For the Democratic Alliance, this was to be the “game-changer”. With a credible black face as its presidential candidate, the ANC would no longer be able to use the race card to dismiss the DA, went the reasoning. Yet, no sooner had the DA announced Mamphela Ramphele as its Number One candidate, the ANC was dismissing her as a “rented black”.

(The ANC knows all about “rented blacks” with some of its top leadership having been hired out as political protection to a variety of white-owned companies, and so successful was this strategy, that under ANC rule, a range of other products is now available such as “party for hire”, “rented police” and even “president for sale”. But that’s another article).

Whether something is a game-changer or not depends on who’s defining the game and, as the DA has now learned to its embarrassing horror, who the players are. While the DA succumbed to the race-game set by the ANC, the real game is about class, about the gap between those who have (an increasingly non-racial elite) and those who don’t have (still overwhelmingly black African), with race the historical or convenient frame used, depending on how, and with whom, “the game” is being played at a particular time.

But let’s look at how the DA — or its supporters — play “the game” and at how the appointment of Ramphele contradicts, or at least exposes, its own duplicity. On the one hand, Ramphele is appointed as this would be a reason why many people — particularly black people — would vote for the DA. On the other hand, there are many who would not even contemplate voting for the EFF because of its leader. But how dissimilar are Ramphele — the (former) great white hope and Julius Malema, the great white threat? It depends on who’s setting the rules of “the game”.
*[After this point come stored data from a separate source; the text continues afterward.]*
//! basin-allocator CLI
//!
//! Run the water-allocation optimizer from the command line.
//!
//! # Usage
//!
//! ```bash
//! # Solve the default dataset under scenario S1
//! basin-allocator solve --scenario S1
//!
//! # What-if: scale both well fields, write artifacts to a directory
//! basin-allocator solve --scenario S2 --chao-wells-mult 1.5 \
//!     --viru-wells-mult 1.2 --out out_run
//!
//! # Print the summary as JSON
//! basin-allocator solve --format json
//!
//! # List the available efficiency scenarios
//! basin-allocator scenarios
//! ```

use basin_allocator::core::basin::Basin;
use basin_allocator::core::source::SourceId;
use basin_allocator::optimization::engine::{AllocationEngine, RunParameters};
use basin_allocator::optimization::solver::SolverChoice;
use basin_allocator::report;
use std::path::PathBuf;
use std::process;

fn print_usage() {
    eprintln!(
        r#"basin-allocator — river-basin water allocation and deficit optimization

USAGE:
    basin-allocator <COMMAND> [OPTIONS]

COMMANDS:
    solve       Build and solve the allocation model
    scenarios   List the available efficiency scenarios
    help        Show this message

OPTIONS (solve):
    --scenario <NAME>          Efficiency scenario (default: S1)
    --chao-wells-mult <X>      Supply multiplier for CHAO-WELLS (default: 1.0)
    --viru-wells-mult <X>      Supply multiplier for VIRU-WELLS (default: 1.0)
    --penalty <USD>            Penalty per hm3 of weighted deficit (default: 1e8)
    --weight-potable <X>       Deficit weight for potable treatment (default: 100)
    --weight-industrial <X>    Deficit weight for industry/livestock (default: 50)
    --weight-agriculture <X>   Deficit weight for agriculture (default: 1)
    --canal-cap <M3S>          Trunk canal capacity in m3/s (default: 88)
    --solver <NAME>            LP backend: cbc or simplex (default: cbc)
    --time-limit <SECS>        Solver wall-clock budget (default: unbounded)
    --solver-verbose           Let the backend print its own log
    --out <DIR>                Artifact directory (default: out)
    --format <FORMAT>          Console output: text (default) or json

EXAMPLES:
    basin-allocator solve
    basin-allocator solve --scenario S2 --canal-cap 70
    basin-allocator solve --penalty 0 --format json
    basin-allocator solve --chao-wells-mult 2.0 --out out_run"#
    );
}

fn parse_f64(args: &[String], i: usize, flag: &str) -> f64 {
    args.get(i)
        .and_then(|s| s.parse().ok())
        .unwrap_or_else(|| {
            eprintln!("{} requires a number", flag);
            process::exit(1);
        })
}

fn cmd_solve(args: &[String]) {
    let mut params = RunParameters::default();
    let mut out_dir = PathBuf::from("out");
    let mut format = "text".to_string();

    let mut i = 0;
    while i < args.len() {
        match args[i].as_str() {
            "--scenario" => {
                i += 1;
                params.scenario = args.get(i).cloned().unwrap_or_else(|| {
                    eprintln!("--scenario requires a name");
                    process::exit(1);
                });
            }
            "--chao-wells-mult" => {
                i += 1;
                let value = parse_f64(args, i, "--chao-wells-mult");
                params
                    .supply_multipliers
                    .insert(SourceId::new("CHAO-WELLS"), value);
            }
            "--viru-wells-mult" => {
                i += 1;
                let value = parse_f64(args, i, "--viru-wells-mult");
                params
                    .supply_multipliers
                    .insert(SourceId::new("VIRU-WELLS"), value);
            }
            "--penalty" => {
                i += 1;
                params.penalty_usd_per_hm3 = parse_f64(args, i, "--penalty");
            }
            "--weight-potable" => {
                i += 1;
                params.weights.potable_treatment = parse_f64(args, i, "--weight-potable");
            }
            "--weight-industrial" => {
                i += 1;
                params.weights.industrial_livestock = parse_f64(args, i, "--weight-industrial");
            }
            "--weight-agriculture" => {
                i += 1;
                params.weights.agriculture = parse_f64(args, i, "--weight-agriculture");
            }
            "--canal-cap" => {
                i += 1;
                params.canal_capacity_m3s = parse_f64(args, i, "--canal-cap");
            }
            "--solver" => {
                i += 1;
                let name = args.get(i).cloned().unwrap_or_else(|| {
                    eprintln!("--solver requires 'cbc' or 'simplex'");
                    process::exit(1);
                });
                params.solver.choice = name.parse::<SolverChoice>().unwrap_or_else(|e| {
                    eprintln!("{}", e);
                    process::exit(1);
                });
            }
            "--time-limit" => {
                i += 1;
                params.solver.time_limit_secs = Some(parse_f64(args, i, "--time-limit"));
            }
            "--solver-verbose" => {
                params.solver.verbose = true;
            }
            "--out" => {
                i += 1;
                out_dir = PathBuf::from(args.get(i).cloned().unwrap_or_else(|| {
                    eprintln!("--out requires a directory path");
                    process::exit(1);
                }));
            }
            "--format" => {
                i += 1;
                format = args.get(i).cloned().unwrap_or_else(|| {
                    eprintln!("--format requires 'text' or 'json'");
                    process::exit(1);
                });
            }
            _ => {
                eprintln!("Unknown option: {}", args[i]);
                process::exit(1);
            }
        }
        i += 1;
    }

    let basin = Basin::chao_viru();
    let outcome = AllocationEngine::run(&basin, &params).unwrap_or_else(|e| {
        eprintln!("Error: {}", e);
        process::exit(1);
    });

    match format.as_str() {
        "json" => match serde_json::to_string_pretty(&outcome.summary) {
            Ok(json) => println!("{}", json),
            Err(e) => {
                eprintln!("Error serializing summary: {}", e);
                process::exit(1);
            }
        },
        "text" => print!("{}", outcome.summary),
        other => {
            eprintln!("Unknown format: {} (expected 'text' or 'json')", other);
            process::exit(1);
        }
    }

    let paths = report::write_artifacts(&out_dir, &outcome).unwrap_or_else(|e| {
        eprintln!("Error writing artifacts: {}", e);
        process::exit(1);
    });
    eprintln!("Artifacts written:");
    eprintln!("  {}", paths.allocations.display());
    eprintln!("  {}", paths.deficits.display());
    eprintln!("  {}", paths.summary.display());
}

fn cmd_scenarios() {
    let basin = Basin::chao_viru();
    println!("Available scenarios:");
    for name in basin.scenario_names() {
        let scenario = match basin.scenario(name) {
            Ok(s) => s,
            Err(e) => {
                eprintln!("Error: {}", e);
                process::exit(1);
            }
        };
        let effs: Vec<String> = basin
            .demands()
            .iter()
            .map(|d| format!("{}={}", d.id(), scenario.efficiency(d.id())))
            .collect();
        println!("  {}: {}", name, effs.join(", "));
    }
}

fn main() {
    env_logger::init();

    let args: Vec<String> = std::env::args().collect();

    if args.len() < 2 {
        print_usage();
        process::exit(1);
    }

    let command = args[1].as_str();
    let rest = &args[2..];

    match command {
        "solve" => cmd_solve(rest),
        "scenarios" => cmd_scenarios(),
        "help" | "--help" | "-h" => print_usage(),
        _ => {
            eprintln!("Unknown command: {}", command);
            print_usage();
            process::exit(1);
        }
    }
}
I have never met Malema and I have on one occasion met Ramphele in a handshake kind of way, so all I have to go on — like most of the voting public — is what is in the public domain through the media, through reports, commentary and what these two politicians themselves put out there.

In the first instance, many in the DA fold dismiss Malema as a political opportunist, as someone who initiated the EFF only as a platform for himself after being kicked out of the ANC, a platform that he will use to re-integrate himself into the ANC when it is in his interests to do so, thereby kicking his supporters in the teeth.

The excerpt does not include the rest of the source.